Definition of Experimental Reasoning: Needs clarity before engaging with Hume's critique of non-scientific thought.
- Seventeenth-Century Observations: Witchcraft literature provides examples of purported experimental reasoning, yet lacks objective scientific validation.
Theory and Facts Relationship: Scientific theories must be supported by facts — a challenge remains in demonstrating how one derives theory from facts.
Newton’s Claims: Newton's assertion of deducing laws from empirical data is criticized because his laws rely on ideal assumptions about interplanetary motion, which do not hold in reality.
Logical Resistance: There's a persistent belief in deriving scientific theories from facts, despite logical inconsistencies.

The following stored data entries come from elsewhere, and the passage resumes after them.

use std::time::Duration;

use anyhow::Context;
use async_trait::async_trait;
use serde_json::json;

use super::LlmProvider;

const CALL_TIMEOUT: Duration = Duration::from_secs(10);

pub struct GeminiProvider {
    api_key: String,
    model: String,
    client: reqwest::Client,
}

impl GeminiProvider {
    pub fn new(api_key: String, model: String) -> Self {
        Self {
            api_key,
            model,
            client: reqwest::Client::new(),
        }
    }
}

#[async_trait]
impl LlmProvider for GeminiProvider {
    async fn generate(
        &self,
        system_instruction: &str,
        user_text: &str,
    ) -> anyhow::Result<String> {
        let url = format!(
            "https://generativelanguage.googleapis.com/v1beta/models/{}:generateContent",
            self.model
        );

        let body = json!({
            "systemInstruction": {
                "parts": [{ "text": system_instruction }]
            },
            "contents": [{
                "role": "user",
                "parts": [{ "text": user_text }]
            }],
        });

        let resp = self
            .client
            .post(&url)
            .query(&[("key", self.api_key.as_str())])
            .timeout(CALL_TIMEOUT)
            .json(&body)
            .send()
            .await
            .context("failed to call Gemini API")?;

        let status = resp.status();
        let data: serde_json::Value = resp
            .json()
            .await
            .context("failed to parse Gemini response")?;

        if !status.is_success() {
            anyhow::bail!("Gemini API error ({}): {}", status, data);
        }

        // No candidates at all counts as a failed generation.
        data["candidates"][0]["content"]["parts"][0]["text"]
            .as_str()
            .map(|s| s.to_string())
            .ok_or_else(|| anyhow::anyhow!("missing candidate text in Gemini response"))
    }
}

Seventeenth Century Foundations of Science: Religious implications shaped the nature of knowledge. Indispensability of certainty in theological claims pushed scientific ideas to meet similar standards of proof.
Impact on Scientific Credibility: The Enlightenment introduced fallibility in science, demanding proofs from empirical facts to attain scientific respectability.
- Scientific Honesty: The principle of scientific honesty required that theories must not be unproven.
Consequences of Scientific Downfall: The demoralization of Newtonian theory highlighted the unrealistic expectations placed upon scientific proof.

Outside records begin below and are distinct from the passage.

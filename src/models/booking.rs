/// Outcome of one commit attempt, consumed only by the orchestrator to
/// compose the final reply.
#[derive(Debug, Clone)]
pub struct BookingResult {
    pub success: bool,
    pub event_id: Option<String>,
    pub event_link: Option<String>,
    pub failure_reason: Option<String>,
}

impl BookingResult {
    pub fn booked(event_id: Option<String>, event_link: Option<String>) -> Self {
        Self {
            success: true,
            event_id,
            event_link,
            failure_reason: None,
        }
    }

    pub fn rejected(reason: impl Into<String>) -> Self {
        Self {
            success: false,
            event_id: None,
            event_link: None,
            failure_reason: Some(reason.into()),
        }
    }
}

Inductive Logic: A method proposed to define scientific validity through probabilities based on evidence.
- Spectrum of Scientific Acceptance: Inductive logic provides nuances in distinguishing scientific theories based on their probability rather than binary classifications.
Popper’s Critique: Karl Popper indicated that all theories possess zero probability due to the nature of evidence, thus necessitating a reevaluation of demarcation criteria.
Propositional Falsifiability: According to Popper, a scientific theory must allow for potential disconfirmation through specified experiments.
Critique of Dogma: The concept of a theory petrifying into a dogma is evaluated, contextualizing the readiness to falsify claims in scientific discourse.

Theory Retention Despite Contradiction: Scientists often retain theories despite contradicting evidence, commonly resorting to anomalies rather than outright refutations.
- Historical Accounts of Theory Abandonment: Claims about crucial experiments terminating theories are generally fabricated retrospectively.
Kuhn’s Perspective: Thomas Kuhn challenges the notion of clear scientific revolutions and suggests a lack of objective standards in scientific progress.

Concept of Research Programmes: Lakatos introduces the idea of research programmes, emphasizing a structure that includes a hard core of hypotheses, a protective belt of auxiliary theories, and an effective problem-solving mechanism.
Protection from Refutation: The hard core is protected by auxiliary hypotheses that deal with anomalies within the framework of the programme.
Examples of Scientific Programmes: Notable frameworks include Newton’s gravitation, Einstein’s relativity, Marxism, and Freudism, each characterized by their respective hard cores and protective belts.
Progressive vs. Degenerating Programmes: Determining scientific validity involves examining the novelty of predicted facts versus the accommodating fabrications in degenerating theories.

Novel Predictions: A hallmark of successful research programmes lies in their capacity to predict new, previously unconsidered facts.
- Example: Halley’s prediction of comet return exemplifies the predictive strength of the Newtonian Programme.
- Conversely, a degenerating programme, such as Marxism, merely explains away failed predictions without generating new insights.
Criteria for Evaluation: Lakatos argues for evaluating the scientific quality based on substantial innovations in predictions rather than trivial verifications.

Institutional Criticism and Pseudoscience: Historical instances illustrate the consequences of labeling theories as pseudoscientific and the ethics surrounding freedom of speech in scientific discourse.
- Case Studies: The church's initial condemnation and subsequent acceptance of Copernican theory; the Soviet Party's persecution of Mendelian genetics.
Conclusions on Demarcation: Delving into the ethical implications, the problem of demarcation between science and pseudoscience extends beyond mere philosophy into vital social relevance.